The B-Movie Isle: Olive Film’s Father Goose (Signature Edition)
The B-Movie Isle/Adam takes a look at the Cary Grant action comedy Father Goose also starring Leslie Caron. The Blu-Ray is being released by Olive Films in their Signature Edition line that’s limited to 3,500 units. How does the film line up to modern action comedies? Does Grant bring his signature wit and touch to the film? Do Caron and Grant make a good onscreen couple though Caron was 33 and Grant was 60? Read on…
The second to last film that Cary Grant starred in Father Goose is an amiable fun film. Think of it as Gran Torino without the racism and darkness. It’s one of those grumpy old men with a heart of gold performances that luckily only counts as one for Grant and not many. Here Grant plays a scoundrel of a salty sea dog enlisted to the Australian Royal Navy as WWII has begun proper. In order to keep his boat and stay fresh in booze Grant’s Walt Eckland code name Mother Goose becomes a coastal watcher ensuring that the Navy is in the known about possible incoming attacks.
Of course Eckland does not stay at his post alone. A bid for freedom turns very wrong for Eckland as he finds himself saddled with half a dozen school girls and their ward (played by the amazing Leslie Caron). This is the heart of Father Goose, Grant vs. the unruly school girls and Caron. Part of the fun is seeing how quickly the school girls and Caron inject themselves into every piece Eckland’s life much to his chagrin.
Grant and Caron are sadly the biggest misstep in an otherwise delightful action comedy. The insistence on having some sort of romantic subplot no matter how minor or surface level is wrong headed in every way. Grant definitely shows every bit of his 60 years and it’s almost comical against Caron’s youthful 33 years. As it’s only a minor plot point it isn’t as huge a problem as other films of the era but it does need to be noted that though Caron is great the forced upon romance could have been better suited by either recasting Grant for someone younger or Caron for someone older.
With that said Grant and Caron have great chemistry as does Grant with all of the kids in the film. Father Goose understands exactly what it should be from the moment that it begins and through the entirety of the film. It makes no pretensions about it being a film that is designed to be enjoyed and entertain all.
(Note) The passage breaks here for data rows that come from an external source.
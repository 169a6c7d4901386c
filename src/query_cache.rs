//! Compiled query cache.
//!
//! Compiling a query means lexing, the variable prescan, parsing and constant
//! folding. Tools that run the same handful of queries over many documents
//! keep them here instead.

use std::{num::NonZeroUsize, sync::Mutex};

use lru::LruCache;
use tracing::debug;

use crate::{
    ast::CompiledQuery,
    evaluator::Evaluator,
    parser::{QueryError, compile},
    value::Node,
};

pub const DEFAULT_CAPACITY: usize = 64;

/// Thread-safe LRU cache from query text to its compiled form.
///
/// Two threads missing on the same query both compile it; the second insert
/// replaces the first with an equal value.
pub struct QueryCache {
    cache: Mutex<LruCache<String, CompiledQuery>>,
}

impl QueryCache {
    /// A capacity of zero is treated as one.
    pub fn new(capacity: usize) -> Self {
        let capacity = NonZeroUsize::new(capacity).unwrap_or(NonZeroUsize::MIN);
        QueryCache {
            cache: Mutex::new(LruCache::new(capacity)),
        }
    }

    /// Compiled form of `query`, compiling on a miss. Failed compilations are
    /// not cached.
    pub fn get_or_compile(&self, query: &str) -> Result<CompiledQuery, QueryError> {
        if let Some(hit) = self.lock().get(query) {
            debug!(query, "query cache hit");
            return Ok(hit.clone());
        }
        debug!(query, "query cache miss");

        // compile without holding the lock
        let compiled = compile(query)?;
        if let Some((evicted, _)) = self.lock().push(query.to_string(), compiled.clone())
            && evicted != query
        {
            debug!(evicted = %evicted, "query cache eviction");
        }
        Ok(compiled)
    }

    pub fn contains(&self, query: &str) -> bool {
        self.lock().contains(query)
    }

    pub fn len(&self) -> usize {
        self.lock().len()
    }

    pub fn is_empty(&self) -> bool {
        self.len() == 0
    }

    pub fn clear(&self) {
        self.lock().clear();
    }

    fn lock(&self) -> std::sync::MutexGuard<'_, LruCache<String, CompiledQuery>> {
        self.cache.lock().unwrap_or_else(|e| e.into_inner())
    }
}

impl Default for QueryCache {
    fn default() -> Self {
        QueryCache::new(DEFAULT_CAPACITY)
    }
}

/// Compiles queries through a [`QueryCache`] and runs them.
///
/// # Examples
///
/// ```
/// use remespath::{RemesParser, json_parser::parse_json};
///
/// let remes = RemesParser::default();
/// let doc = parse_json(r#"{"a": [1, 2, 3], "b": {"c": 4}}"#).unwrap();
/// let out = remes.search("@.a[@ > 1]", &doc).unwrap();
/// assert_eq!(remespath::to_json(&out), "[2, 3]");
/// ```
#[derive(Default)]
pub struct RemesParser {
    cache: QueryCache,
}

impl RemesParser {
    pub fn new(capacity: usize) -> Self {
        RemesParser {
            cache: QueryCache::new(capacity),
        }
    }

    pub fn compile(&self, query: &str) -> Result<CompiledQuery, QueryError> {
        self.cache.get_or_compile(query)
    }

    /// Run `query` against `input` with a freshly seeded evaluator.
    ///
    /// `input` is never modified. A mutation query returns the edited copy.
    pub fn search(&self, query: &str, input: &Node) -> Result<Node, QueryError> {
        self.search_with(&mut Evaluator::new(), query, input)
    }

    /// Like [`search`](Self::search), but with a caller-supplied evaluator
    /// (for a seeded random number generator, say).
    pub fn search_with(&self, evaluator: &mut Evaluator, query: &str, input: &Node) -> Result<Node, QueryError> {
        let compiled = self.compile(query)?;
        Ok(evaluator.run(&compiled, input)?)
    }

    /// Run `query` with its mutations applied to `input` in place.
    pub fn search_mut(&self, query: &str, input: &mut Node) -> Result<Node, QueryError> {
        let compiled = self.compile(query)?;
        Ok(Evaluator::new().run_mut(&compiled, input)?)
    }

    pub fn cache(&self) -> &QueryCache {
        &self.cache
    }
}
use crate::{
    ast::{BinOp, UnaryOp},
    value::Node,
};

/// Expression node of a RemesPath query.
///
/// Constant subtrees are folded to [`Expr::Literal`] while parsing, so a
/// fully evaluated tree only keeps the parts that depend on the input, on a
/// variable bound at run time, or on a random number generator.
#[derive(Debug, Clone, PartialEq)]
pub enum Expr {
    /// Literal or folded constant
    ///
    /// # Example
    /// ```text
    /// 42
    /// `hello`
    /// len(j`[1, 2]`)
    /// ```
    Literal(Node),

    /// Current node (`@`)
    Input,

    /// Variable whose value is only known at run time
    ///
    /// `forward` is set when the reference appears before the declaration.
    Var { name: String, forward: bool },

    /// Unary operation
    Unary { op: UnaryOp, operand: Box<Expr> },

    /// Binary operation
    Binary {
        op: BinOp,
        left: Box<Expr>,
        right: Box<Expr>,
    },

    /// Built-in function call
    ///
    /// # Example
    /// ```text
    /// s_sub(@.name, g`\s+`, _)
    /// ```
    Call { name: String, args: Vec<Expr> },

    /// Spread of an array into function arguments (`*arr`)
    Spread(Box<Expr>),

    /// Slice with computed bounds
    ///
    /// Slices with literal bounds are folded to a literal.
    Slice {
        start: Option<Box<Expr>>,
        stop: Option<Box<Expr>>,
        step: Option<Box<Expr>>,
    },

    /// Target followed by a chain of indexers
    ///
    /// # Example
    /// ```text
    /// @.a[0].b
    /// ```
    Indexed {
        target: Box<Expr>,
        indexers: Vec<Indexer>,
    },
}

impl Expr {
    pub fn as_literal(&self) -> Option<&Node> {
        match self {
            Expr::Literal(node) => Some(node),
            _ => None,
        }
    }
}

/// One step of an indexer chain.
#[derive(Debug, Clone, PartialEq)]
pub struct Indexer {
    pub kind: IndexerKind,
    /// `..` prefix
    pub recursive: bool,
    /// `!` prefix
    pub negated: bool,
}

impl Indexer {
    pub fn new(kind: IndexerKind) -> Self {
        Indexer {
            kind,
            recursive: false,
            negated: false,
        }
    }

    pub fn is_projection(&self) -> bool {
        matches!(
            self.kind,
            IndexerKind::ArrayProjection(_) | IndexerKind::ObjectProjection(_) | IndexerKind::Map(_)
        )
    }
}

/// What an indexer selects.
#[derive(Debug, Clone, PartialEq)]
pub enum IndexerKind {
    /// Object keys: strings or regexes
    ///
    /// # Example
    /// ```text
    /// .a
    /// [`a`, g`^b`]
    /// ```
    Keys(Vec<Expr>),

    /// Array positions: ints or slices
    ///
    /// # Example
    /// ```text
    /// [0, -1, 2:5]
    /// ```
    Indices(Vec<Expr>),

    /// Every child (`[*]`, `.*`)
    Star,

    /// Filter by a predicate evaluated against the indexed node
    ///
    /// # Example
    /// ```text
    /// [@.x > 3]
    /// ```
    Boolean(Box<Expr>),

    /// Build an array (`{@.a, @.b}`)
    ArrayProjection(Vec<Expr>),

    /// Build an object (`{x: @.a, y: @.b}`)
    ObjectProjection(Vec<(String, Expr)>),

    /// Replace the node with an expression of it (`-> expr`)
    Map(Box<Expr>),
}
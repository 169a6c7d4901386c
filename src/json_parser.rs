//! A forgiving JSON parser and linter.
//!
//! [`JsonParser`] accepts strict JSON, JSON5, JSON with comments, and
//! documents with outright syntax errors. Every deviation from strict JSON is
//! classified on a severity ladder ([`ParserState`]):
//!
//! ```text
//! STRICT < OK < NAN_INF < JSONC < JSON5 < BAD < FATAL
//! ```
//!
//! The parser's state is the worst severity seen so far. Deviations more severe
//! than the configured [`LoggerLevel`] are recorded as [`JsonLint`]s and, if
//! `throw_if_logged` is set, abort parsing with a [`JsonParseError`]. FATAL
//! deviations always stop parsing; what comes back is the partial tree.
//!
//! Positions are byte offsets into the UTF-8 source text.
//!
//! # Examples
//!
//! ```
//! use remespath::json_parser::{JsonParser, LoggerLevel, ParserOptions, ParserState};
//!
//! let options = ParserOptions::default()
//!     .with_logger_level(LoggerLevel::Strict)
//!     .with_throw_if_logged(false);
//! let mut parser = JsonParser::new(options);
//! let node = parser.parse("[1, 2,]").unwrap();
//! assert_eq!(node.len(), Some(2));
//! assert_eq!(parser.state(), ParserState::Json5);
//! assert_eq!(parser.lint()[0].message(), "Comma after last element of array");
//! ```

use std::fmt;

use chrono::{NaiveDate, NaiveDateTime};
use indexmap::IndexMap;
use tracing::{debug, trace};

use crate::value::{Node, Value};

/// Deepest nesting of arrays and objects the parser will descend into.
pub const MAX_RECURSION_DEPTH: usize = 512;

/// How far a document has deviated from strict JSON.
#[derive(Debug, Clone, Copy, PartialEq, Eq, PartialOrd, Ord, Hash)]
pub enum ParserState {
    Strict,
    Ok,
    NanInf,
    Jsonc,
    Json5,
    Bad,
    Fatal,
}

impl fmt::Display for ParserState {
    fn fmt(&self, f: &mut fmt::Formatter<'_>) -> fmt::Result {
        let name = match self {
            ParserState::Strict => "STRICT",
            ParserState::Ok => "OK",
            ParserState::NanInf => "NAN_INF",
            ParserState::Jsonc => "JSONC",
            ParserState::Json5 => "JSON5",
            ParserState::Bad => "BAD",
            ParserState::Fatal => "FATAL",
        };
        write!(f, "{}", name)
    }
}

/// Deviations strictly more severe than this level are logged.
#[derive(Debug, Clone, Copy, PartialEq, Eq, Default)]
pub enum LoggerLevel {
    Strict,
    Ok,
    #[default]
    NanInf,
    Jsonc,
    Json5,
}

impl LoggerLevel {
    pub fn as_state(self) -> ParserState {
        match self {
            LoggerLevel::Strict => ParserState::Strict,
            LoggerLevel::Ok => ParserState::Ok,
            LoggerLevel::NanInf => ParserState::NanInf,
            LoggerLevel::Jsonc => ParserState::Jsonc,
            LoggerLevel::Json5 => ParserState::Json5,
        }
    }
}

/// Every kind of deviation the parser knows how to recover from (or not).
#[derive(Debug, Clone, PartialEq)]
pub enum LintType {
    // OK
    ControlChar,
    // NAN_INF
    Infinity,
    NaN,
    // JSONC
    JavaScriptComment,
    // JSON5
    Json5WhitespaceChar,
    Json5SingleQuotedString,
    Json5EscapedNewline,
    Json5XEscape,
    Json5EscapedChar(char),
    Json5UnquotedKey,
    Json5NumLeadingPlus,
    Json5HexNum,
    Json5NumLeadingDecimalPoint,
    Json5NumTrailingDecimalPoint,
    Json5CommaAfterLastElementArray,
    Json5CommaAfterLastElementObject,
    // BAD
    UnterminatedMultilineComment,
    PythonComment,
    StringContainsNewline,
    UnterminatedString { start: usize },
    KeyContainsNewline,
    InvalidUnquotedKey { start: usize },
    PythonNan,
    PythonNone,
    PythonInf,
    UnnecessaryLeadingZero,
    SlashFraction,
    NumberInvalidFormat(String),
    TwoConsecutiveCommasArray(i64),
    CommaBeforeFirstElementArray,
    ArrayEndsWithCurlyBrace,
    NoCommaBetweenArrayItems,
    ColonBetweenArrayItems,
    UnterminatedArray,
    TwoConsecutiveCommasObject(i64),
    CommaBeforeFirstPairObject,
    ObjectEndsWithSquareBrace,
    NoCommaBetweenObjectPairs(i64),
    UnterminatedObject,
    ColonBetweenObjectPairs,
    CharWhereColonExpected { found: char, pair: usize },
    NoColonBetweenObjectKeyValue(usize),
    DuplicateKey(String),
    PythonTrue,
    PythonFalse,
    JavaScriptUndefined,
    CharInsteadOfEof(char),
    // FATAL
    ExpectedJavaScriptComment,
    HexadecimalTooShort(usize),
    NulChar,
    UnterminatedKey,
    InvalidStartsWith(char),
    PlusOrMinusAtEof(char),
    HexIntOverflow,
    SecondDecimalPoint,
    NumTrailingExponent,
    MaxRecursionDepth,
    UnexpectedEof,
    NoValidLiteralPossible,
    BadlyLocatedChar(char),
    NoInput,
    OnlyWhitespaceComments,
    JsonLinesNotOneDocPerLine,
}
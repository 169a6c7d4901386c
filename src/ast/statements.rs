use crate::ast::Expr;

/// Statement of a RemesPath program.
///
/// Statements are separated by `;`. The value of a program is the value of
/// its last statement.
#[derive(Debug, Clone, PartialEq)]
pub enum Statement {
    /// Plain expression
    ///
    /// # Example
    /// ```text
    /// @.items[0]
    /// ```
    Expr(Expr),

    /// Variable declaration; evaluates to the bound value
    ///
    /// # Example
    /// ```text
    /// var total = sum(@.prices)
    /// ```
    Var { name: String, value: Expr },

    /// Loop over an array; evaluates to the iterated array
    ///
    /// # Example
    /// ```text
    /// for x = range(3);
    ///     var y = x * 2;
    /// end for
    /// ```
    For {
        name: String,
        iterable: Expr,
        body: Vec<Statement>,
    },

    /// In-place edit of every node matched by `selector`; evaluates to the
    /// edited document
    ///
    /// # Example
    /// ```text
    /// @.prices[@ < 0] = 0
    /// ```
    Mutation { selector: Expr, mutator: Expr },
}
It’s a studio produced film in the best possible way.
Lush vistas, charming script and a game cast take this particular subgenre and gives it’s a shiny new coat. Grant is great hear playing against type, his Eckland is dirty, tattered, drunk of a bastard. He has no qualms with drinking in front of children and ensure that his needs are met before anyone else. Father Goose is a semi-forgotten gem that definitely deserves to be rediscovered as it’s a fun time to be had by all.
The new Restoration from 4K Scan of Original Camera Negative looks beautiful in all of its early 1960’s era pastel glory. The film was filmed on location in the Caribbean and it looks simply beautiful. There’s some minor specs of dirt but that seems to be inherent on the print that is negligible. The new scan brings out a razor-sharp picture without any sort of DNR. They’ve managed to keep a healthy amount of grain on the transfer that makes the picture feel like a great archival print.
They include the following
- Audio commentary by film historian David Del Valle
- Unfinished Business: Cary Grant’s Search for Fatherhood and His Oscar – with Marc Eliot, author of Cary Grant: A Biography
- My Father – internet pioneer Ted Nelson discusses director Ralph Nelson
- Universal Newsreel footage featuring Leslie Caron
- Essay by Village Voicecritic Bilge Ebiri
The two featurettes on the disc are great in giving context to the production.
Unfinished Business: Cary Grant’s Search for Fatherhood and His Oscar is a documentary about the later life of Cary Grant and gives context to Father Goose as a film and in his career.
My Father is an interview with son of director Ralph Nelson, Ted talking about his father and the making of Father Goose.
The commentary is pretty great commentary by Del Valle where he talks about the actual production (who knew Jamaica could stand in for the South Pacific).
The vintage “newsreel” footage of Leslie Caron is fascinating from modern lenses showing just how much things have not changed in the EPK-Game.
The Bottom Shelf
Father Goose is the sort of delightful twist that is going to distinguish the label’s boutique editions from Criterion and others. The film is a family adventure comedy that will delight any Film Geek. Those willing to adventure will be justly rewarded. Recommended.